Accessing eval_metadata and captured data: Custom evaluators access per-entry metadata and wrap() outputs via the Evaluable fields:

  • evaluable.eval_metadata — dict from the entry's eval_metadata field (e.g., {"expected_tool": "endCall"})
  • evaluable.eval_outputlist[NamedData] containing ALL wrap(purpose="output") and wrap(purpose="state") values. Each item has .name (str) and .value (JsonValue). Use the helper below to look up by name.
def _get_output(evaluable: Evaluable, name: str) -> Any:
    """Look up a wrap value by name from eval_output."""
    for item in evaluable.eval_output:
        if item.name == name:
            return item.value
    return None

def call_ended_check(evaluable: Evaluable, *, trace=None) -> Evaluation:
    expected = evaluable.eval_metadata.get("expected_call_ended") if evaluable.eval_metadata else None
    actual = _get_output(evaluable, "call_ended")
    if expected is None:
        return Evaluation(score=1.0, reasoning="No expected_call_ended in eval_metadata")
    match = bool(actual) == bool(expected)
    return Evaluation(
        score=1.0 if match else 0.0,
        reasoning=f"Expected call_ended={expected}, got {actual}",
    )

3c. Produce the evaluator mapping artifact

Write the criterion-to-evaluator mapping to pixie_qa/03-evaluator-mapping.md. This artifact bridges between the eval criteria (Step 1b) and the dataset (Step 4).

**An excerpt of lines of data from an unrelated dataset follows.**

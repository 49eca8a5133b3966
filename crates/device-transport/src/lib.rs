//! Transport: one serialized request/response exchange with an identity
//! token, plus the process-wide Serializer that wraps it.
//!
//! The vendor reference tool opens the port fresh for every exchange, sleeps
//! a settle interval, writes, sleeps a command-specific processing delay,
//! then does a single blocking `read(512)` with a driver-level timeout. We
//! keep the per-exchange open/close discipline (the device needs the settle
//! window after every enumeration) but replace the blocking read with a
//! bounded, ghost-read-tolerant loop.

use device_protocol::{CodecError, InboundFrame, OutboundFrame};
use std::collections::HashMap;
use std::sync::Arc;
use std::time::{Duration, Instant};
use tokio::io::{AsyncReadExt, AsyncWriteExt};
use tokio::sync::Mutex;
use tokio_serial::SerialPortBuilderExt;
use tracing::{debug, warn};

pub const BAUD_RATE: u32 = 115_200;

/// Tunable timing knobs from `spec.md` §4.2. Real hardware uses
/// [`TransportTimings::default`]; tests construct near-zero timings so a
/// concurrency stress test doesn't take twenty times the real settle delay.
#[derive(Debug, Clone)]
pub struct TransportTimings {
    pub quiet_period: Duration,
    pub settle: Duration,
    pub read_timeout: Duration,
    pub inter_byte_stall: Duration,
    pub cooldown: Duration,
    pub ghost_read_limit: u32,
}

impl Default for TransportTimings {
    fn default() -> Self {
        TransportTimings {
            quiet_period: Duration::from_millis(300),
            settle: Duration::from_millis(150),
            read_timeout: Duration::from_secs(4),
            inter_byte_stall: Duration::from_millis(750),
            cooldown: Duration::from_millis(150),
            ghost_read_limit: 20,
        }
    }
}

/// Errors `Transport::exchange` can fail with — the five named in
/// `spec.md` §4.2.
#[derive(Debug, thiserror::Error)]
pub enum TransportError {
    #[error("failed to open port {path}: {source}")]
    PortOpen {
        path: String,
        #[source]
        source: std::io::Error,
    },
    #[error("write to {path} failed: {source}")]
    Write {
        path: String,
        #[source]
        source: std::io::Error,
    },
    #[error("no data received from {path} before the read budget expired")]
    NoData { path: String },
    #[error(transparent)]
    ShortFrame(#[from] CodecError),
    #[error("reply from {path} contained no hex digits after stripping noise")]
    InvalidHex { path: String },
}

impl TransportError {
    /// Whether the Retry Controller may retry this failure at all (it still
    /// applies its own stricter cap to `ShortFrame`/`InvalidHex` — see
    /// `device-retry`).
    pub fn is_retriable(&self) -> bool {
        !matches!(self, TransportError::Write { .. })
    }
}

/// A tagged abstraction over the thing Transport talks to — real hardware or
/// a test double. The Orchestrator and the Retry Controller depend only on
/// this type, never on a concrete serial or mock type, per `spec.md` §9
/// ("replace the duck-typed mocks in the source with a tagged
/// `{RealSerial, Mock}` abstraction").
#[derive(Clone)]
pub enum DeviceHandle {
    RealSerial { path: String },
    Mock {
        id: String,
        exchange: Arc<dyn MockExchange>,
    },
}

impl DeviceHandle {
    pub fn id(&self) -> &str {
        match self {
            DeviceHandle::RealSerial { path } => path,
            DeviceHandle::Mock { id, .. } => id,
        }
    }
}

/// Implemented by test doubles in `mediator-test-support`. Given the raw
/// outbound frame bytes, returns the raw inbound wire string (as the device
/// would emit it — hex plus noise is fine, `InboundFrame::decode_wire`
/// tolerates it) or a simulated `TransportError`.
pub trait MockExchange: Send + Sync {
    fn exchange(&self, outbound: &[u8]) -> Result<String, TransportError>;
}

/// Performs one request/response exchange with a device, enforcing the
/// per-device quiet period from `spec.md` §4.2 step 1.
pub struct Transport {
    timings: TransportTimings,
    last_op: Mutex<HashMap<String, Instant>>,
}

impl Transport {
    pub fn new(timings: TransportTimings) -> Self {
        Transport {
            timings,
            last_op: Mutex::new(HashMap::new()),
        }
    }

    pub async fn exchange(
        &self,
        device: &DeviceHandle,
        frame: &OutboundFrame,
    ) -> Result<InboundFrame, TransportError> {
        self.enforce_quiet_period(device.id()).await;

        let result = match device {
            DeviceHandle::RealSerial { path } => self.exchange_real(path, frame).await,
            DeviceHandle::Mock { exchange, .. } => {
                exchange.exchange(frame.as_bytes()).map(|wire| InboundFrame::decode_wire(&wire))
            }
        };

        self.record_op(device.id()).await;
        tokio::time::sleep(self.timings.cooldown).await;
        result
    }

    async fn enforce_quiet_period(&self, device_id: &str) {
        let wait = {
            let last_op = self.last_op.lock().await;
            last_op.get(device_id).map(|t| {
                self.timings
                    .quiet_period
                    .saturating_sub(t.elapsed())
            })
        };
        if let Some(remaining) = wait {
            if !remaining.is_zero() {
                tokio::time::sleep(remaining).await;
            }
        }
    }

    async fn record_op(&self, device_id: &str) {
        self.last_op
            .lock()
            .await
            .insert(device_id.to_owned(), Instant::now());
    }

    async fn exchange_real(
        &self,
        path: &str,
        frame: &OutboundFrame,
    ) -> Result<InboundFrame, TransportError> {
        let mut port = tokio_serial::new(path, BAUD_RATE)
            .timeout(self.timings.read_timeout)
            .open_native_async()
            .map_err(|e| TransportError::PortOpen {
                path: path.to_owned(),
                source: std::io::Error::other(e),
            })?;

        {
            use tokio_serial::SerialPort;
            let _ = port.clear(tokio_serial::ClearBuffer::All);
        }

        tokio::time::sleep(self.timings.settle).await;
        {
            use tokio_serial::SerialPort;
            let _ = port.clear(tokio_serial::ClearBuffer::All);
        }

        let wire = frame.encode_wire();
        port.write_all(wire.as_bytes())
            .await
            .map_err(|e| TransportError::Write {
                path: path.to_owned(),
                source: e,
            })?;
        port.flush().await.map_err(|e| TransportError::Write {
            path: path.to_owned(),
            source: e,
        })?;

        tokio::time::sleep(frame.command().processing_delay()).await;

        let raw = self.read_bounded(&mut port, path).await?;
        drop(port);

        if raw.is_empty() {
            return Err(TransportError::NoData {
                path: path.to_owned(),
            });
        }
        if !raw.iter().any(|c| c.is_ascii_hexdigit()) {
            return Err(TransportError::InvalidHex {
                path: path.to_owned(),
            });
        }
        Ok(InboundFrame::decode_wire(&String::from_utf8_lossy(&raw)))
    }

    /// Transport-level device reset: drop and raise DTR/RTS with small gaps,
    /// then a longer settle sleep, per `spec.md` §4.5. A no-op for mock
    /// devices — there is no line discipline to toggle.
    pub async fn reset_device(&self, device: &DeviceHandle) -> Result<(), TransportError> {
        match device {
            DeviceHandle::Mock { .. } => Ok(()),
            DeviceHandle::RealSerial { path } => {
                use tokio_serial::SerialPort;
                let mut port = tokio_serial::new(path, BAUD_RATE)
                    .timeout(self.timings.read_timeout)
                    .open_native_async()
                    .map_err(|e| TransportError::PortOpen {
                        path: path.to_owned(),
                        source: std::io::Error::other(e),
                    })?;
                let _ = port.write_data_terminal_ready(false);
                let _ = port.write_request_to_send(false);
                tokio::time::sleep(Duration::from_millis(50)).await;
                let _ = port.write_data_terminal_ready(true);
                let _ = port.write_request_to_send(true);
                tokio::time::sleep(self.timings.settle * 2).await;
                Ok(())
            }
        }
    }

    /// Read until the budget expires, stalling too long after the first
    /// byte, or `GHOST_READ_LIMIT` empty reads in a row are seen.
    async fn read_bounded(
        &self,
        port: &mut tokio_serial::SerialStream,
        path: &str,
    ) -> Result<Vec<u8>, TransportError> {
        let mut buf = vec![0u8; 512];
        let mut out = Vec::new();
        let mut ghost_reads = 0u32;
        let deadline = Instant::now() + self.timings.read_timeout;
        let mut last_byte_at: Option<Instant> = None;

        loop {
            if Instant::now() >= deadline {
                break;
            }
            if let Some(t) = last_byte_at {
                if t.elapsed() >= self.timings.inter_byte_stall {
                    break;
                }
            }

            let remaining = deadline.saturating_duration_since(Instant::now());
            let step = remaining.min(Duration::from_millis(100));
            match tokio::time::timeout(step, port.read(&mut buf)).await {
                Ok(Ok(0)) => {
                    ghost_reads += 1;
                    if ghost_reads >= self.timings.ghost_read_limit {
                        warn!(path, ghost_reads, "ghost-read limit reached");
                        break;
                    }
                }
                Ok(Ok(n)) => {
                    ghost_reads = 0;
                    out.extend_from_slice(&buf[..n]);
                    last_byte_at = Some(Instant::now());
                }
                Ok(Err(e)) => {
                    debug!(path, error = %e, "read error, treating as end of stream");
                    break;
                }
                Err(_timeout) => {
                    // step elapsed with nothing to report; loop and re-check deadline/stall.
                }
            }
        }
        Ok(out)
    }
}

// ---------------------------------------------------------------------------
// Serializer
// ---------------------------------------------------------------------------

/// The single process-wide reentrant mutex from `spec.md` §4.4: no two
/// device operations may overlap in time, across any front-end, device, or
/// job. The per-device quiet period Transport enforces is layered on top of
/// this, not a substitute for it.
pub struct Serializer {
    transport: Transport,
    guard: Mutex<()>,
}

impl Serializer {
    pub fn new(transport: Transport) -> Self {
        Serializer {
            transport,
            guard: Mutex::new(()),
        }
    }

    pub async fn exchange(
        &self,
        device: &DeviceHandle,
        frame: &OutboundFrame,
    ) -> Result<InboundFrame, TransportError> {
        let _permit = self.guard.lock().await;
        self.transport.exchange(device, frame).await
    }

    pub async fn reset_device(&self, device: &DeviceHandle) -> Result<(), TransportError> {
        let _permit = self.guard.lock().await;
        self.transport.reset_device(device).await
    }
}

#[cfg(test)]
mod tests {
    use super::*;
    use device_protocol::OutboundFrame;
    use std::sync::atomic::{AtomicUsize, Ordering};

    struct AlwaysOk(String);
    impl MockExchange for AlwaysOk {
        fn exchange(&self, _outbound: &[u8]) -> Result<String, TransportError> {
            Ok(self.0.clone())
        }
    }

    struct AlwaysFails;
    impl MockExchange for AlwaysFails {
        fn exchange(&self, _outbound: &[u8]) -> Result<String, TransportError> {
            Err(TransportError::NoData {
                path: "mock".to_owned(),
            })
        }
    }

    fn fast_timings() -> TransportTimings {
        TransportTimings {
            quiet_period: Duration::from_millis(1),
            settle: Duration::ZERO,
            read_timeout: Duration::from_millis(50),
            inter_byte_stall: Duration::from_millis(10),
            cooldown: Duration::ZERO,
            ghost_read_limit: 5,
        }
    }

    fn sample_wire() -> String {
        let mut bytes = vec![0u8; 88];
        bytes[BIST_OFFSET_TEST] = 0x50;
        bytes.iter().map(|b| format!("{b:02x}")).collect()
    }
    const BIST_OFFSET_TEST: usize = 71;

    #[tokio::test]
    async fn mock_exchange_round_trips() {
        let transport = Transport::new(fast_timings());
        let device = DeviceHandle::Mock {
            id: "mock-0".into(),
            exchange: Arc::new(AlwaysOk(sample_wire())),
        };
        let frame = OutboundFrame::identify();
        let reply = transport.exchange(&device, &frame).await.unwrap();
        assert!(reply.bist_passed().unwrap());
    }

    #[tokio::test]
    async fn mock_exchange_surfaces_failure() {
        let transport = Transport::new(fast_timings());
        let device = DeviceHandle::Mock {
            id: "mock-1".into(),
            exchange: Arc::new(AlwaysFails),
        };
        let frame = OutboundFrame::identify();
        let err = transport.exchange(&device, &frame).await.unwrap_err();
        assert!(matches!(err, TransportError::NoData { .. }));
    }

    #[tokio::test]
    async fn serializer_forbids_concurrent_exchanges() {
        let transport = Transport::new(fast_timings());
        let serializer = Arc::new(Serializer::new(transport));
        let concurrent = Arc::new(AtomicUsize::new(0));
        let max_concurrent = Arc::new(AtomicUsize::new(0));

        struct Counting {
            wire: String,
            concurrent: Arc<AtomicUsize>,
            max_concurrent: Arc<AtomicUsize>,
        }
        impl MockExchange for Counting {
            fn exchange(&self, _outbound: &[u8]) -> Result<String, TransportError> {
                let now = self.concurrent.fetch_add(1, Ordering::SeqCst) + 1;
                self.max_concurrent.fetch_max(now, Ordering::SeqCst);
                std::thread::sleep(Duration::from_millis(5));
                self.concurrent.fetch_sub(1, Ordering::SeqCst);
                Ok(self.wire.clone())
            }
        }

        let mut handles = Vec::new();
        for i in 0..10 {
            let serializer = Arc::clone(&serializer);
            let device = DeviceHandle::Mock {
                id: format!("mock-{i}"),
                exchange: Arc::new(Counting {
                    wire: sample_wire(),
                    concurrent: Arc::clone(&concurrent),
                    max_concurrent: Arc::clone(&max_concurrent),
                }),
            };
            handles.push(tokio::spawn(async move {
                let frame = OutboundFrame::identify();
                serializer.exchange(&device, &frame).await.unwrap();
            }));
        }
        for h in handles {
            h.await.unwrap();
        }
        assert_eq!(max_concurrent.load(Ordering::SeqCst), 1);
    }
}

CRITICAL: Use the exact evaluator names as they appear in the evaluators.md reference — built-in evaluators use their short name (e.g., Factuality, ClosedQA), and custom evaluators use filepath:callable_name format (e.g., pixie_qa/evaluators.py:ConciseVoiceStyle).

Template

# Evaluator Mapping

## Built-in evaluators used

| Evaluator name | Criterion it covers | Applies to                 |
| -------------- | ------------------- | -------------------------- |
| Factuality     | Factual accuracy    | All items                  |
| ClosedQA       | Answer correctness  | Items with expected_output |

## Custom evaluators

| Evaluator name                           | Criterion it covers | Applies to | Source file            |
| ---------------------------------------- | ------------------- | ---------- | ---------------------- |
| pixie_qa/evaluators.py:ConciseVoiceStyle | Phone-friendly tone | All items  | pixie_qa/evaluators.py |

## Applicability summary

- **Dataset-level defaults** (apply to all items): Factuality, pixie_qa/evaluators.py:ConciseVoiceStyle
- **Item-specific** (apply to subset): ClosedQA (only items with expected_output)

Output

  • Custom evaluator implementations in pixie_qa/evaluators.py (if any custom evaluators needed)
  • pixie_qa/03-evaluator-mapping.md — the criterion-to-evaluator mapping

Evaluator selection guide: See evaluators.md for the full evaluator catalog, selection guide (which evaluator for which output type), and create_llm_evaluator reference.

If you hit an unexpected error when implementing evaluators (import failures, API mismatch), read evaluators.md for the authoritative evaluator reference and wrap-api.md for API details before guessing at a fix.